Fig. 3: GmERF13s interact with GmLBD16a.

a Y2H assays showing the interactions of GmLBD16a and GmERF13s in yeast cells. GmERF13 proteins were used as baits and GmLBD16a protein as prey. Empty vectors AD and BD were co-transformed as a negative control. 30 mM 3-amino-1, 2, 4-triazole (3-AT) was used in SD/-Leu/-Trp/-His/-Ade culture medium to inhibit self-activation. Three independent experiments were repeated with similar results. b BiFC assays showing the interactions of GmLBD16a and GmERF13s in tobacco leaf cells. The vectors containing GmLBD16a and GmERF13 (GmERF13a, GmERF13c, or GmERF13d) were co-expressed in tobacco leaf cells. After 3 days culture, lower epidermis leaves were used for YFP signals observation. Three independent experiments were repeated with similar results. Scale bar, 20 µm. c Co-IP assays showing the interactions of GmLBD16a and GmERF13s in tobacco leaf cells. One vector containing GmLBD16a and another vector containing GFP or GmERF13 (GmERF13a, GmERF13b, GmERF13c, or GmERF13d) were constructed, and both were used for tobacco leaf transformation.
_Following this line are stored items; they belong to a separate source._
//! Source manager and arbiter
//!
//! The [`SourceManager`] owns the set of enabled IP sources, discovers which
//! of them are currently reachable, fans fetches out across the survivors,
//! and arbitrates disagreeing answers into a single trusted address per IP
//! version.
//!
//! ## Architecture
//!
//! ```text
//! ┌──────────────┐   probe (concurrent, bounded)   ┌──────────────┐
//! │ configured   │────────────────────────────────▶│ working-set  │
//! │ source set   │                                 │ (by priority)│
//! └──────────────┘                                 └──────┬───────┘
//!                                                         │ fetch (concurrent, bounded)
//!                                                         ▼
//!                                                  ┌──────────────┐
//!                                                  │  candidates  │──▶ arbitrate ──▶ one IpAddr
//!                                                  └──────────────┘
//! ```
//!
//! ## Arbitration
//!
//! Unanimous answers short-circuit: if every reporting source agrees, that
//! address wins regardless of priorities. On disagreement the address whose
//! best (lowest-number) reporting source is most trusted wins, even against
//! a majority of less trusted reporters. Majority voting alone is unsafe
//! here: a service proxying registry data outranks heuristic HTML scraping,
//! however many scrapers agree with each other.
//!
//! ## Ownership
//!
//! The working-set is exclusively owned by the manager and replaced
//! wholesale on every discovery pass, never mutated in place. The design
//! assumes a single orchestrator per manager; concurrent calls on one
//! manager instance are not supported.

use std::net::IpAddr;
use std::sync::Arc;
use std::time::Duration;

use futures::future::join_all;
use tracing::{debug, info, warn};

use crate::config::SourceFilter;
use crate::traits::{IpSource, IpVersion};

/// Diagnostics snapshot of one configured source
#[derive(Debug, Clone, PartialEq, Eq)]
pub struct SourceStatus {
    /// Source identifier
    pub name: &'static str,
    /// Static trust ranking (lower = more trusted)
    pub priority: u8,
    /// Whether the most recent probe succeeded
    pub working: bool,
}

/// One source's answer for the requested family during one resolve cycle.
/// Discarded after arbitration.
#[derive(Debug, Clone, Copy)]
struct Candidate {
    ip: IpAddr,
    source: &'static str,
    priority: u8,
}

/// A configured source together with its last-probe flag
struct SourceSlot {
    source: Arc<dyn IpSource>,
    working: bool,
}

/// Manages multiple IP detection sources with priority-based arbitration
pub struct SourceManager {
    /// Configured sources in registration order
    slots: Vec<SourceSlot>,

    /// Sources that passed the latest probe, ascending by priority.
    /// Replaced as a whole collection on each discovery pass.
    working: Vec<Arc<dyn IpSource>>,
}

impl SourceManager {
    /// Create a manager over the full given source set
    pub fn new(sources: Vec<Arc<dyn IpSource>>) -> Self {
        Self {
            slots: sources
                .into_iter()
                .map(|source| SourceSlot {
                    source,
                    working: false,
                })
                .collect(),
            working: Vec::new(),
        }
    }

    /// Create a manager over the sources passing the include/exclude filter
    ///
    /// An empty include list keeps everything; exclude is applied after
    /// include and wins on conflict. Names match case-insensitively.
    pub fn with_filter(sources: Vec<Arc<dyn IpSource>>, filter: &SourceFilter) -> Self {
        Self::new(
            sources
                .into_iter()
                .filter(|s| filter.allows(s.name()))
                .collect(),
        )
    }

    /// Number of configured sources after filtering
    pub fn source_count(&self) -> usize {
        self.slots.len()
    }

    /// Probe every configured source concurrently and rebuild the working-set.
    ///
    /// A source that fails, times out, or answers negatively is dropped.
    /// Survivors are sorted ascending by priority; ties keep registration
    /// order (stable sort). The previous working-set is discarded wholesale,
    /// never merged, so re-running discovery is always safe.
    ///
    /// Returns the names of the surviving sources for observability.
    pub async fn discover_working_sources(
        &mut self,
        client: &reqwest::Client,
        timeout: Duration,
    ) -> Vec<&'static str> {
        let probes = self
            .slots
            .iter()
            .map(|slot| tokio::time::timeout(timeout, slot.source.probe(client, timeout)));
        let results = join_all(probes).await;

        for (slot, result) in self.slots.iter_mut().zip(results) {
            slot.working = matches!(result, Ok(true));
            if slot.working {
                info!(
                    source = slot.source.name(),
                    priority = slot.source.priority(),
                    "source is working"
                );
            } else {
                warn!(source = slot.source.name(), "source is not reachable");
            }
        }

        let mut working: Vec<Arc<dyn IpSource>> = self
            .slots
            .iter()
            .filter(|slot| slot.working)
            .map(|slot| Arc::clone(&slot.source))
            .collect();
        working.sort_by_key(|s| s.priority());

        info!(count = working.len(), "working source discovery complete");

        self.working = working;
        self.working.iter().map(|s| s.name()).collect()
    }

    /// Resolve a single trusted address for the requested IP version.
    ///
    /// Runs `fetch` concurrently on every working source, each bounded by
    /// `timeout`; sources that fail or report nothing for the family
    /// contribute no candidate and do not abort the others. Returns `None`
    /// when no source could provide an address — a transient condition, not
    /// an error.
    pub async fn resolve(
        &mut self,
        client: &reqwest::Client,
        version: IpVersion,
        timeout: Duration,
    ) -> Option<IpAddr> {
        if self.working.is_empty() {
            self.discover_working_sources(client, timeout).await;
        }

        if self.working.is_empty() {
            warn!("no working IP sources available");
            return None;
        }

        let fetches = self
            .working
            .iter()
            .map(|source| tokio::time::timeout(timeout, source.fetch(client, timeout)));
        let results = join_all(fetches).await;

        let mut candidates = Vec::new();
        for (source, result) in self.working.iter().zip(results) {
            let report = match result {
                Ok(report) => report,
                Err(_) => {
                    warn!(source = source.name(), "fetch timed out");
                    continue;
                }
            };

            if let Some(ip) = report.get(version) {
                debug!(source = source.name(), %ip, "candidate collected");
                candidates.push(Candidate {
                    ip,
                    source: source.name(),
                    priority: source.priority(),
                });
            }
        }

        if candidates.is_empty() {
            warn!(%version, "no sources could provide an address");
            return None;
        }

        Some(arbitrate(&candidates))
    }

    /// Snapshot of every configured source for diagnostics. No side effects.
    pub fn working_sources_info(&self) -> Vec<SourceStatus> {
        self.slots
            .iter()
            .map(|slot| SourceStatus {
                name: slot.source.name(),
                priority: slot.source.priority(),
                working: slot.working,
            })
            .collect()
    }
}

/// Select one address from a non-empty candidate set.
///
/// Unanimity short-circuits priority comparison entirely. Otherwise each
/// distinct value scores the minimum priority among its reporters and the
/// smallest score wins. A score tie keeps the value first observed over the
/// working-set iteration, which is deterministic because candidates arrive
/// in working-set order (priority-sorted, stable), not completion order.
fn arbitrate(candidates: &[Candidate]) -> IpAddr {
    // Group by distinct value, preserving first-observed order
    let mut groups: Vec<(IpAddr, u8)> = Vec::new();
    for candidate in candidates {
        match groups.iter_mut().find(|(ip, _)| *ip == candidate.ip) {
            Some((_, min_priority)) => {
                *min_priority = (*min_priority).min(candidate.priority);
            }
            None => groups.push((candidate.ip, candidate.priority)),
        }
    }

    if groups.len() == 1 {
        let ip = groups[0].0;
        info!(%ip, "all sources agree");
        return ip;
    }

    warn!(
        values = ?groups.iter().map(|(ip, _)| ip.to_string()).collect::<Vec<_>>(),
        "sources disagree, selecting by priority"
    );

    let mut best = &groups[0];
    for group in &groups[1..] {
        if group.1 < best.1 {
            best = group;
        }
    }

    let reporters: Vec<&str> = candidates
        .iter()
        .filter(|c| c.ip == best.0)
        .map(|c| c.source)
        .collect();
    info!(ip = %best.0, priority = best.1, ?reporters, "address selected by priority");

    best.0
}

#[cfg(test)]
mod tests {
    use super::*;

    fn candidate(ip: &str, source: &'static str, priority: u8) -> Candidate {
        Candidate {
            ip: ip.parse().unwrap(),
            source,
            priority,
        }
    }

    #[test]
    fn unanimity_wins_regardless_of_priority() {
        let candidates = [
            candidate("203.0.113.5", "a", 9),
            candidate("203.0.113.5", "b", 0),
        ];
        assert_eq!(arbitrate(&candidates), "203.0.113.5".parse::<IpAddr>().unwrap());
    }

    #[test]
    fn most_trusted_reporter_wins() {
        let candidates = [
            candidate("1.1.1.1", "a", 0),
            candidate("2.2.2.2", "b", 5),
        ];
        assert_eq!(arbitrate(&candidates), "1.1.1.1".parse::<IpAddr>().unwrap());
    }

    #[test]
    fn single_trusted_source_beats_majority() {
        let candidates = [
            candidate("9.9.9.9", "a", 0),
            candidate("8.8.8.8", "b", 5),
            candidate("8.8.8.8", "c", 5),
        ];
        assert_eq!(arbitrate(&candidates), "9.9.9.9".parse::<IpAddr>().unwrap());
    }

    #[test]
    fn priority_tie_keeps_first_observed() {
        let candidates = [
            candidate("2.2.2.2", "a", 3),
            candidate("1.1.1.1", "b", 3),
        ];
        // Equal minimum priority: the value observed first wins
        assert_eq!(arbitrate(&candidates), "2.2.2.2".parse::<IpAddr>().unwrap());
    }

    #[test]
    fn group_minimum_counts_not_first_reporter() {
        // 5.5.5.5 is first reported by a low-trust source but a priority-1
        // source also reports it, so its score is 1 and it wins over 6.6.6.6
        let candidates = [
            candidate("5.5.5.5", "a", 7),
            candidate("6.6.6.6", "b", 2),
            candidate("5.5.5.5", "c", 1),
        ];
        assert_eq!(arbitrate(&candidates), "5.5.5.5".parse::<IpAddr>().unwrap());
    }
}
The proteins were extracted from tobacco leaf cells and immunoprecipitated by GFP beads. The input and co-immunoprecipitated proteins were subjected to immunoblot analysis with anti-MYC (upper panel) or anti-GFP antibody (lower panel). Three independent experiments were repeated with similar results. Source data are provided as a Source Data file.